*PROVIDED INFORMATION*:
************

use crate::core::{
    geo::{Point, TileRect},
    rotation::Rotation,
};
use crate::input::gestures::DragAxis;
use serde::{Deserialize, Serialize};

/// Input events a host forwards to the gallery
#[derive(Debug, Clone, PartialEq, Serialize, Deserialize)]
pub enum InputEvent {
    /// Mouse button pressed over the gallery
    PointerDown { position: Point },
    /// Mouse moved over the gallery
    PointerMove { position: Point },
    /// Mouse button released
    PointerUp,
    /// Pointer left the gallery; ends any drag and the hover
    PointerLeave,
    /// Pointer entered the gallery
    HoverEnter,
    /// Wheel or touchpad scroll
    Wheel { delta_x: f64, delta_y: f64 },
    /// Touch events, with every point currently on the surface
    Touch {
        phase: TouchPhase,
        touches: Vec<TouchPoint>,
    },
}

/// Types of touch events
#[derive(Debug, Clone, Copy, PartialEq, Eq, Serialize, Deserialize)]
pub enum TouchPhase {
    Start,
    Move,
    End,
    Cancel,
}

/// Individual touch point
#[derive(Debug, Clone, Copy, PartialEq, Serialize, Deserialize)]
pub struct TouchPoint {
    pub id: u64,
    pub position: Point,
}

impl TouchPoint {
    pub fn new(id: u64, x: f64, y: f64) -> Self {
        Self {
            id,
            position: Point::new(x, y),
        }
    }
}

/// Whether an event was handled.
///
/// `Handled` tells the host to stop the event's default action (page scroll
/// for wheel and touch-move events). `NotHandled` events must pass through.
#[derive(Debug, Clone, Copy, PartialEq, Eq)]
pub enum EventHandled {
    Handled,
    NotHandled,
}

impl EventHandled {
    pub fn is_handled(self) -> bool {
        self == Self::Handled
    }
}

/// Events emitted by the gallery
#[derive(Debug, Clone, PartialEq)]
pub enum GalleryEvent {
    /// A drag session started
    DragStart { position: Point },
    /// The drag picked the axis it rotates for the rest of the gesture
    AxisLocked { axis: DragAxis },
    /// Sphere orientation changed (drag, wheel or inertia)
    RotationChanged { rotation: Rotation },
    /// A drag session ended
    DragEnd { moved: bool },
    /// Coasting started with this velocity (px/s)
    InertiaStart { velocity: Point },
    /// Coasting finished or was cancelled
    InertiaEnd,
    /// A tile was clicked without dragging
    ImageClick {
        index: usize,
        src: String,
        alt: String,
        rect: TileRect,
    },
}

impl GalleryEvent {
    /// Name listeners register under
    pub fn event_type(&self) -> &'static str {
        match self {
            GalleryEvent::DragStart { .. } => "dragstart",
            GalleryEvent::AxisLocked { .. } => "axislock",
            GalleryEvent::RotationChanged { .. } => "rotate",
            GalleryEvent::DragEnd { .. } => "dragend",
            GalleryEvent::InertiaStart { .. } => "inertiastart",
            GalleryEvent::InertiaEnd => "inertiaend",
            GalleryEvent::ImageClick { .. } => "imageclick",
        }
    }
}

impl InputEvent {
    /// Gets the primary position associated with this event, if any
    pub fn position(&self) -> Option<Point> {
        match self {
            InputEvent::PointerDown { position } => Some(*position),
            InputEvent::PointerMove { position } => Some(*position),
            InputEvent::Touch { touches, .. } => touches.first().map(|t| t.position),
            _ => None,
        }
    }

    /// Checks if this is a mouse/pointer event
    pub fn is_pointer_event(&self) -> bool {
        matches!(
            self,
            InputEvent::PointerDown { .. }
                | InputEvent::PointerMove { .. }
                | InputEvent::PointerUp
                | InputEvent::PointerLeave
                | InputEvent::HoverEnter
        )
    }

    /// Checks if this is a touch event
    pub fn is_touch_event(&self) -> bool {
        matches!(self, InputEvent::Touch { .. })
    }
}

************

*YOUR OBJECTIVE*: In the entries above, the lines between the one holding "#[derive(Debug, Clone, PartialEq, Serialize, Deserialize)]" and the one holding "of the gesture", inclusive, are to be printed exactly as written, and those alone.

*RESPONSE TO THE EXERCISE*:
#[derive(Debug, Clone, PartialEq, Serialize, Deserialize)]
pub enum InputEvent {
    /// Mouse button pressed over the gallery
    PointerDown { position: Point },
    /// Mouse moved over the gallery
    PointerMove { position: Point },
    /// Mouse button released
    PointerUp,
    /// Pointer left the gallery; ends any drag and the hover
    PointerLeave,
    /// Pointer entered the gallery
    HoverEnter,
    /// Wheel or touchpad scroll
    Wheel { delta_x: f64, delta_y: f64 },
    /// Touch events, with every point currently on the surface
    Touch {
        phase: TouchPhase,
        touches: Vec<TouchPoint>,
    },
}

/// Types of touch events
#[derive(Debug, Clone, Copy, PartialEq, Eq, Serialize, Deserialize)]
pub enum TouchPhase {
    Start,
    Move,
    End,
    Cancel,
}

/// Individual touch point
#[derive(Debug, Clone, Copy, PartialEq, Serialize, Deserialize)]
pub struct TouchPoint {
    pub id: u64,
    pub position: Point,
}

impl TouchPoint {
    pub fn new(id: u64, x: f64, y: f64) -> Self {
        Self {
            id,
            position: Point::new(x, y),
        }
    }
}

/// Whether an event was handled.
///
/// `Handled` tells the host to stop the event's default action (page scroll
/// for wheel and touch-move events). `NotHandled` events must pass through.
#[derive(Debug, Clone, Copy, PartialEq, Eq)]
pub enum EventHandled {
    Handled,
    NotHandled,
}

impl EventHandled {
    pub fn is_handled(self) -> bool {
        self == Self::Handled
    }
}

/// Events emitted by the gallery
#[derive(Debug, Clone, PartialEq)]
pub enum GalleryEvent {
    /// A drag session started
    DragStart { position: Point },
    /// The drag picked the axis it rotates for the rest of the gesture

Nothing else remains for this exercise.